Why Hasn’t IT Been Measured

While everyone agrees that new hire quality is important, many in HR question whether it can be measured. They are unequivocally wrong. New hire quality can be measured and any recruiting operation that is not doing so is inadequate at best. That said, it is important to understand why we haven’t been measuring it. We’re all professionals doing incredibly hard and complicated work that demands more, better, faster, and often with fewer resources. Metrics haven’t been part and parcel of our work because there haven’t been well founded and accepted standards regarding what we should measure or what the associated formulations should be. Collecting data is problematic and if we have the data, how are the results reported—what, when, and to whom? Consultants have also exacerbated the measurement of HR metrics. By definition, consultants are proprietary, and proprietary means they have to be different. So every consultant has different metrics to espouse. You can’t and shouldn’t embrace them all—what is a recruiter to do?

Quality is a particularly difficult metric because you have to decide when to take the measure and to differentiate impact of hires from employees in the existing work unit.

This further complication in measuring quality is the result of trying to assess the cause of quality performance. For example, is quality performance determined by the personal attributes of the individual or by environmental factors in the workplace? If the answer is both, then what are the relative contributions of each? The environmental factors in the workplace are clearly beyond the control of staffing operations, but they always make an impact, fairly or unfairly, on the perception of staffing’s ability to deliver New Hire Quality.

There are two elements to evaluating new hire quality: What is it and when do you measure it?

What is it? The customer is the ultimate arbiter of any definition of quality and this includes new hires. Most of us have learned that the “I’ll know it when I see it” approach to interviewing is ineffective and that clear requirements should be established before starting to source candidates. Defining new hire quality is just an extension of good recruiting practices. In addition to candidate criteria, initial on the job performance standards should also be established before recruiting is initiated.

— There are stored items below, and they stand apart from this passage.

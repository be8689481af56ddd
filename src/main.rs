use clap::Parser;
use log::{info, warn};
use snafu::ErrorCompat;

mod args;
mod hl;

fn main() {
    let args = args::Args::parse();

    let mut builder = env_logger::Builder::from_default_env();
    if args.verbose {
        builder.filter_level(log::LevelFilter::Debug);
    }
    builder.init();
    info!("args: {:?}", args);

    if let Err(e) = hl::run(&args) {
        warn!("Error occured {:?}", e);
        eprintln!("An error occured {}", e);
        if let Some(bt) = ErrorCompat::backtrace(&e) {
            eprintln!("trace: {}", bt);
        }
        std::process::exit(1);
    }
}
use clap::Parser;

/// Highlights the students whose attendance falls below the threshold in an attendance report.
#[derive(Parser, Debug, Clone)]
#[clap(author, version, about, long_about = None)]
pub struct Args {
    /// (file path, optional) A JSON configuration file (folders, header rows to skip, threshold,
    /// OCR commands). See the manual for the list of keys.
    #[clap(short, long, value_parser)]
    pub config: Option<String>,

    /// (file path) The attendance report: a PDF (text or scanned), an Excel/ODS spreadsheet or a
    /// CSV file.
    #[clap(short, long, value_parser)]
    pub input: Option<String>,

    /// The subject to check, as written in the header of the report (case does not matter).
    /// Use TOTAL to check the last column of the report.
    #[clap(short, long, value_parser)]
    pub subject: Option<String>,

    /// TH (theory) or LAB. Required unless the subject is TOTAL.
    #[clap(short = 't', long, value_parser)]
    pub attendance_type: Option<String>,

    /// If passed as an argument, the last column of the report is highlighted instead of the
    /// percentage column of the subject.
    #[clap(long, takes_value = false)]
    pub highlight_last_column: bool,

    /// (file path or directory, optional) Where to write the highlighted spreadsheet. By default
    /// it is written in the excel folder of the configuration.
    #[clap(short, long, value_parser)]
    pub out: Option<String>,

    /// (file path) A reference summary in JSON format. If provided, attnhl will check that the
    /// highlighted cells match the reference.
    #[clap(short, long, value_parser)]
    pub reference: Option<String>,

    /// Prints the subjects found in the header of the report and exits.
    #[clap(long, takes_value = false)]
    pub list_subjects: bool,

    /// Runs the HTTP server instead of processing a single file.
    #[clap(long, takes_value = false)]
    pub serve: bool,

    /// (host:port) The address of the HTTP server. Overrides the configuration file.
    #[clap(long, value_parser)]
    pub bind: Option<String>,

    /// The number of metadata rows before the header. Overrides the configuration file.
    #[clap(long, value_parser)]
    pub header_skip_count: Option<usize>,

    /// Percentages strictly below this value are highlighted. Overrides the configuration file.
    #[clap(long, value_parser)]
    pub threshold: Option<f64>,

    // Other arguments
    /// If passed as an argument, will turn on verbose logging to the standard output.
    #[clap(long, takes_value = false)]
    pub verbose: bool,
}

These standards should focus on the first outcomes or contributions associated with the position and provide the basis for determining the quality of the new hire. For a new pharmaceutical sales rep, the number of calls, physician feedback, and sales may define quality. We’d suggest that the quality of a newly hired recruiter be based on his or her initial efficiency, customer satisfaction, time, and the quality of hires.

Some organizations use the first performance appraisal to measure new hire quality. This can be effective if the organization recognizes that the results are to be used for two separate purposes. One is to measure the quality of the recruiting and drive continuous recruiting performance improvement. The other is to measure and develop the new employee’s performance.

When to measure? If new hire quality is defined by initial performance outcomes, it can’t be measured the first day and rarely the first week. When to measure is as important as the definition of new hire quality because it represents when the hiring manager expects the new employee to first start contributing. This time-to-contribute should also be established before recruiting is initiated, and it should be subsequent to the euphoria of the new hire honeymoon and before the organizational influence prevails.

Most of us have seen stellar new hires fail under bad managers or in bad organizations. That isn’t necessarily the recruiter’s fault. New hire quality should be based on the new hire’s initial performance, not organization dynamics. In order to most accurately measure the quality of the new hire, the evaluation should take place before the organizational influences can overshadow the employee.

The quality of a new clerk can probably be ascertained within two to four weeks. However, it may take as much as a year to fairly evaluate the new hire quality of a regional marketing director or research scientist.

As with all other valid metrics, a quality measurement fosters high performance. Establishing both the initial performance standards and when those contributions are expected before starting to recruit fosters better recruiting performance.